Data records below:
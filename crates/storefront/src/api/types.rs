//! Request and response bodies of the external API.
//!
//! Field names follow the API's JSON (camelCase, `_id` for identifiers).

use chrono::{DateTime, Utc};
use mangaverse_core::{
    CardDetails, MpesaPhone, OrderId, OrderStatus, PaymentMethod, Price, ProductId, UserId,
    UserRole,
};
use serde::{Deserialize, Serialize};

use crate::checkout::ShippingInfo;

// =============================================================================
// Catalog
// =============================================================================

/// A catalog product.
#[derive(Debug, Clone, PartialEq, Serialize, Deserialize)]
#[serde(rename_all = "camelCase")]
pub struct Product {
    #[serde(rename = "_id")]
    pub id: ProductId,
    pub title: String,
    pub author: String,
    pub price: Price,
    #[serde(default)]
    pub cover_image: String,
    #[serde(default)]
    pub description: Option<String>,
    #[serde(default)]
    pub isbn: Option<String>,
    #[serde(default)]
    pub category: Option<String>,
    #[serde(default)]
    pub sub_category: Option<String>,
    #[serde(default)]
    pub language: Option<String>,
    #[serde(default)]
    pub publisher: Option<String>,
    #[serde(default)]
    pub publication_date: Option<String>,
    #[serde(default)]
    pub pages: Option<u32>,
    #[serde(default)]
    pub stock: Option<u32>,
    #[serde(default)]
    pub average_rating: Option<f64>,
    #[serde(default)]
    pub number_of_reviews: Option<u32>,
}

impl Product {
    /// Products without a stock figure are treated as available.
    #[must_use]
    pub fn in_stock(&self) -> bool {
        self.stock.is_none_or(|stock| stock > 0)
    }
}

// =============================================================================
// Orders
// =============================================================================

/// One line of an order request.
#[derive(Debug, Clone, PartialEq, Eq, Serialize)]
#[serde(rename_all = "camelCase")]
pub struct OrderLine {
    pub product_id: ProductId,
    pub name: String,
    pub quantity: u32,
    pub price: Price,
}

/// Payment confirmation returned by the PayPal widget after capture.
///
/// Serialized with the widget's own snake_case field names.
#[derive(Debug, Clone, PartialEq, Eq, Serialize, Deserialize)]
pub struct PaypalCapture {
    pub id: String,
    pub status: String,
    pub update_time: String,
    #[serde(default)]
    pub email_address: Option<String>,
}

/// `POST /orders` body.
#[derive(Debug, Clone, Serialize)]
#[serde(rename_all = "camelCase")]
pub struct OrderRequest {
    pub order_items: Vec<OrderLine>,
    pub shipping_address: ShippingInfo,
    pub payment_method: PaymentMethod,
    #[serde(skip_serializing_if = "Option::is_none")]
    pub payment_details: Option<CardDetails>,
    #[serde(skip_serializing_if = "Option::is_none")]
    pub payment_result: Option<PaypalCapture>,
    pub total_amount: Price,
}

/// Identifier block of a freshly created order.
#[derive(Debug, Clone, PartialEq, Eq, Deserialize)]
pub struct CreatedOrder {
    #[serde(rename = "_id")]
    pub id: OrderId,
}

/// `POST /orders` response.
#[derive(Debug, Clone, Deserialize)]
pub struct CreateOrderResponse {
    #[serde(default)]
    pub success: bool,
    #[serde(default)]
    pub order: Option<CreatedOrder>,
    #[serde(default)]
    pub message: Option<String>,
}

/// A past order as listed by `GET /orders/myorders`.
#[derive(Debug, Clone, PartialEq, Eq, Deserialize)]
#[serde(rename_all = "camelCase")]
pub struct OrderSummary {
    #[serde(rename = "_id")]
    pub id: OrderId,
    pub created_at: DateTime<Utc>,
    pub total_amount: Price,
    /// `None` when the server reports a method this client does not know.
    #[serde(default, deserialize_with = "known_payment_method")]
    pub payment_method: Option<PaymentMethod>,
    #[serde(default)]
    pub status: OrderStatus,
    #[serde(default)]
    pub order_items: Vec<OrderSummaryLine>,
}

fn known_payment_method<'de, D>(deserializer: D) -> Result<Option<PaymentMethod>, D::Error>
where
    D: serde::Deserializer<'de>,
{
    let raw = Option::<serde_json::Value>::deserialize(deserializer)?;
    Ok(raw.and_then(|value| serde_json::from_value(value).ok()))
}

/// A line of a past order.
#[derive(Debug, Clone, PartialEq, Eq, Deserialize)]
pub struct OrderSummaryLine {
    pub name: String,
    pub quantity: u32,
    pub price: Price,
}

// =============================================================================
// Users
// =============================================================================

#[derive(Debug, Serialize)]
pub(crate) struct LoginRequest<'a> {
    pub email: &'a str,
    pub password: &'a str,
}

/// `POST /users/login` response.
#[derive(Debug, Clone, Deserialize)]
pub struct LoginResponse {
    pub token: String,
    #[serde(alias = "_id")]
    pub id: UserId,
    pub name: String,
    pub email: String,
    #[serde(default)]
    pub role: UserRole,
}

#[derive(Debug, Serialize)]
pub(crate) struct RegisterRequest<'a> {
    pub name: &'a str,
    pub email: &'a str,
    pub password: &'a str,
}

/// `POST /users/register` response. The user id is only carried inside the token.
#[derive(Debug, Clone, Deserialize)]
pub struct RegisterResponse {
    pub token: String,
    pub name: String,
    pub email: String,
    #[serde(default)]
    pub role: UserRole,
}

#[derive(Debug, Serialize)]
pub(crate) struct ForgotPasswordRequest<'a> {
    pub email: &'a str,
}

#[derive(Debug, Serialize)]
pub(crate) struct ResetPasswordRequest<'a> {
    pub password: &'a str,
}

/// Bodies that only carry a human readable message.
#[derive(Debug, Clone, Default, Deserialize)]
pub struct MessageResponse {
    #[serde(default)]
    pub message: Option<String>,
}

// =============================================================================
// Payments
// =============================================================================

/// `POST /mpesa/stk-push` body.
#[derive(Debug, Clone, Serialize)]
#[serde(rename_all = "camelCase")]
pub struct StkPushRequest {
    pub phone_number: MpesaPhone,
    pub amount: Price,
    pub order_id: OrderId,
    pub description: String,
}

/// `POST /mpesa/stk-push` response.
#[derive(Debug, Clone, Default, Deserialize)]
pub struct StkPushResponse {
    #[serde(default)]
    pub response: Option<StkPushResult>,
}

/// The provider's verdict on a push request.
#[derive(Debug, Clone, Deserialize)]
pub struct StkPushResult {
    #[serde(rename = "ResponseCode")]
    pub response_code: String,
    #[serde(rename = "CustomerMessage", default)]
    pub customer_message: Option<String>,
}

impl StkPushResponse {
    /// `ResponseCode == "0"`: the prompt reached the phone. Payment itself is
    /// confirmed later, out of band.
    #[must_use]
    pub fn accepted(&self) -> bool {
        self.response
            .as_ref()
            .is_some_and(|r| r.response_code == "0")
    }

    #[must_use]
    pub fn customer_message(&self) -> Option<&str> {
        self.response
            .as_ref()
            .and_then(|r| r.customer_message.as_deref())
    }
}

// =============================================================================
// Email
// =============================================================================

/// `POST /send-welcome-email` body.
#[derive(Debug, Clone, PartialEq, Eq, Serialize, Deserialize)]
#[serde(rename_all = "camelCase")]
pub struct WelcomeEmailRequest {
    pub recipient_email: String,
    pub recipient_name: String,
}

#[cfg(test)]
#[allow(clippy::unwrap_used)]
mod tests {
    use super::*;

    #[test]
    fn product_parses_catalog_record() {
        let json = r#"{
            "_id": "665f1c2e9b1e8a0012345678",
            "title": "One Piece, Vol. 1",
            "author": "Eiichiro Oda",
            "price": 9.99,
            "coverImage": "https://img.example.com/op1.jpg",
            "category": "Manga",
            "subCategory": "Shonen",
            "pages": 216,
            "stock": 0,
            "averageRating": 4.8,
            "numberOfReviews": 120
        }"#;
        let product: Product = serde_json::from_str(json).unwrap();
        assert_eq!(product.id.as_str(), "665f1c2e9b1e8a0012345678");
        assert_eq!(product.price, Price::from_cents(999).unwrap());
        assert_eq!(product.sub_category.as_deref(), Some("Shonen"));
        assert!(!product.in_stock());
    }

    #[test]
    fn order_summary_parses() {
        let json = r#"{
            "_id": "o1",
            "createdAt": "2025-03-01T10:15:00.000Z",
            "totalAmount": 25,
            "paymentMethod": "mpesa",
            "status": "processing",
            "orderItems": [{"name": "Akira", "quantity": 1, "price": 25}]
        }"#;
        let order: OrderSummary = serde_json::from_str(json).unwrap();
        assert_eq!(order.payment_method, Some(PaymentMethod::Mpesa));
        assert_eq!(order.status, OrderStatus::Processing);
        assert_eq!(order.order_items.len(), 1);
    }

    #[test]
    fn order_history_survives_unknown_payment_method() {
        let json = r#"[
            {"_id": "o1", "createdAt": "2025-03-01T10:15:00Z", "totalAmount": 10, "paymentMethod": "giftCard"},
            {"_id": "o2", "createdAt": "2025-03-02T10:15:00Z", "totalAmount": 12, "paymentMethod": "cod"}
        ]"#;
        let orders: Vec<OrderSummary> = serde_json::from_str(json).unwrap();
        assert_eq!(orders[0].payment_method, None);
        assert_eq!(orders[1].payment_method, Some(PaymentMethod::CashOnDelivery));
    }

    #[test]
    fn stk_push_acceptance() {
        let ok: StkPushResponse = serde_json::from_str(
            r#"{"response":{"ResponseCode":"0","CustomerMessage":"Success. Request accepted"}}"#,
        )
        .unwrap();
        assert!(ok.accepted());

        let rejected: StkPushResponse = serde_json::from_str(
            r#"{"response":{"ResponseCode":"1","CustomerMessage":"Insufficient balance"}}"#,
        )
        .unwrap();
        assert!(!rejected.accepted());
        assert_eq!(rejected.customer_message(), Some("Insufficient balance"));

        let empty: StkPushResponse = serde_json::from_str("{}").unwrap();
        assert!(!empty.accepted());
    }
}
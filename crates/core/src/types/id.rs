//! Newtype IDs for type-safe entity references.
//!
//! The external API identifies every document by an opaque string (`_id`).
//! Use the `define_id!` macro to wrap those strings so product, order and
//! user identifiers cannot be mixed up.

/// Macro to define a type-safe, string-backed ID wrapper.
///
/// Creates a newtype wrapper around `String` with:
/// - `Serialize`/`Deserialize` with `#[serde(transparent)]`
/// - `Debug`, `Clone`, `PartialEq`, `Eq`, `Hash`, `PartialOrd`, `Ord`
/// - `new()`, `as_str()`, `into_inner()`
/// - `Display`, `From<String>`, `From<&str>` and `AsRef<str>`
///
/// # Example
///
/// ```rust
/// # use mangaverse_core::define_id;
/// define_id!(ShelfId);
/// define_id!(SeriesId);
///
/// let shelf = ShelfId::new("665f1c2e9b1e8a0012345678");
/// assert_eq!(shelf.as_str(), "665f1c2e9b1e8a0012345678");
///
/// // These are different types, so this won't compile:
/// // let _: SeriesId = shelf;
/// ```
#[macro_export]
macro_rules! define_id {
    ($name:ident) => {
        #[derive(
            Debug,
            Clone,
            PartialEq,
            Eq,
            Hash,
            PartialOrd,
            Ord,
            ::serde::Serialize,
            ::serde::Deserialize
        )]
        #[serde(transparent)]
        pub struct $name(String);

        impl $name {
            /// Create a new ID from any string-like value.
            #[must_use]
            pub fn new(id: impl Into<String>) -> Self {
                Self(id.into())
            }

            /// Borrow the underlying identifier.
            #[must_use]
            pub fn as_str(&self) -> &str {
                &self.0
            }

            /// Consume the ID and return the underlying string.
            #[must_use]
            pub fn into_inner(self) -> String {
                self.0
            }
        }

        impl ::core::fmt::Display for $name {
            fn fmt(&self, f: &mut ::core::fmt::Formatter<'_>) -> ::core::fmt::Result {
                f.write_str(&self.0)
            }
        }

        impl From<String> for $name {
            fn from(id: String) -> Self {
                Self(id)
            }
        }

        impl From<&str> for $name {
            fn from(id: &str) -> Self {
                Self(id.to_owned())
            }
        }

        impl AsRef<str> for $name {
            fn as_ref(&self) -> &str {
                &self.0
            }
        }
    };
}

define_id!(ProductId);
define_id!(OrderId);
define_id!(UserId);
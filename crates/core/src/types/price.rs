//! Type-safe price representation using decimal arithmetic.
//!
//! Prices travel over the wire as plain JSON numbers (`12.99`) because that is
//! what the order service stores. Internally they stay [`Decimal`] so cart
//! totals never accumulate floating point error.

use core::fmt;
use core::iter::Sum;
use core::ops::{Add, Mul};

use rust_decimal::{Decimal, RoundingStrategy};
use serde::{Deserialize, Deserializer, Serialize, Serializer};
use thiserror::Error;

/// Errors that can occur when constructing a [`Price`].
#[derive(Error, Debug, Clone, PartialEq, Eq)]
pub enum PriceError {
    /// Prices can never be negative.
    #[error("price cannot be negative (got {0})")]
    Negative(Decimal),
}

/// A non-negative amount in the shop currency.
#[derive(Debug, Clone, Copy, PartialEq, Eq, PartialOrd, Ord, Hash, Default)]
pub struct Price(Decimal);

impl Price {
    /// A zero price.
    pub const ZERO: Self = Self(Decimal::ZERO);

    /// Create a price, rejecting negative amounts.
    ///
    /// # Errors
    ///
    /// Returns [`PriceError::Negative`] if `amount` is below zero.
    pub fn new(amount: Decimal) -> Result<Self, PriceError> {
        if amount.is_sign_negative() && !amount.is_zero() {
            return Err(PriceError::Negative(amount));
        }
        Ok(Self(amount))
    }

    /// Create a price from an amount in cents.
    ///
    /// # Errors
    ///
    /// Returns [`PriceError::Negative`] if `cents` is below zero.
    pub fn from_cents(cents: i64) -> Result<Self, PriceError> {
        Self::new(Decimal::new(cents, 2))
    }

    /// The underlying decimal amount.
    #[must_use]
    pub const fn amount(&self) -> Decimal {
        self.0
    }

    /// Amount rounded to two decimal places as a string (e.g. `"25.00"`).
    ///
    /// This is the format payment widgets expect for purchase amounts.
    #[must_use]
    pub fn to_fixed(&self) -> String {
        let mut rounded = self
            .0
            .round_dp_with_strategy(2, RoundingStrategy::MidpointAwayFromZero);
        rounded.rescale(2);
        rounded.to_string()
    }
}

impl fmt::Display for Price {
    fn fmt(&self, f: &mut fmt::Formatter<'_>) -> fmt::Result {
        write!(f, "${}", self.to_fixed())
    }
}

impl TryFrom<Decimal> for Price {
    type Error = PriceError;

    fn try_from(amount: Decimal) -> Result<Self, Self::Error> {
        Self::new(amount)
    }
}

impl Add for Price {
    type Output = Self;

    fn add(self, rhs: Self) -> Self::Output {
        Self(self.0 + rhs.0)
    }
}

impl Mul<u32> for Price {
    type Output = Self;

    fn mul(self, quantity: u32) -> Self::Output {
        Self(self.0 * Decimal::from(quantity))
    }
}

impl Sum for Price {
    fn sum<I: Iterator<Item = Self>>(iter: I) -> Self {
        iter.fold(Self::ZERO, Add::add)
    }
}

impl Serialize for Price {
    fn serialize<S: Serializer>(&self, serializer: S) -> Result<S::Ok, S::Error> {
        rust_decimal::serde::float::serialize(&self.0, serializer)
    }
}

impl<'de> Deserialize<'de> for Price {
    fn deserialize<D: Deserializer<'de>>(deserializer: D) -> Result<Self, D::Error> {
        // Decimal's own impl accepts both JSON numbers and numeric strings.
        let amount = <Decimal as Deserialize>::deserialize(deserializer)?;
        Self::new(amount).map_err(serde::de::Error::custom)
    }
}

/// ISO 4217 currency codes accepted by the payment widget.
#[derive(Debug, Clone, Copy, PartialEq, Eq, Hash, Serialize, Deserialize, Default)]
pub enum CurrencyCode {
    #[default]
    USD,
    EUR,
    GBP,
    KES,
}

impl CurrencyCode {
    /// The three-letter code.
    #[must_use]
    pub const fn code(&self) -> &'static str {
        match self {
            Self::USD => "USD",
            Self::EUR => "EUR",
            Self::GBP => "GBP",
            Self::KES => "KES",
        }
    }
}

impl fmt::Display for CurrencyCode {
    fn fmt(&self, f: &mut fmt::Formatter<'_>) -> fmt::Result {
        f.write_str(self.code())
    }
}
End of Data records.
#### [Directions]
For the word "OrderId", show every line of the entries that holds it.

#### [Answer space]
    CardDetails, MpesaPhone, OrderId, OrderStatus, PaymentMethod, Price, ProductId, UserId,
    pub id: OrderId,
    pub id: OrderId,
    pub order_id: OrderId,
define_id!(OrderId);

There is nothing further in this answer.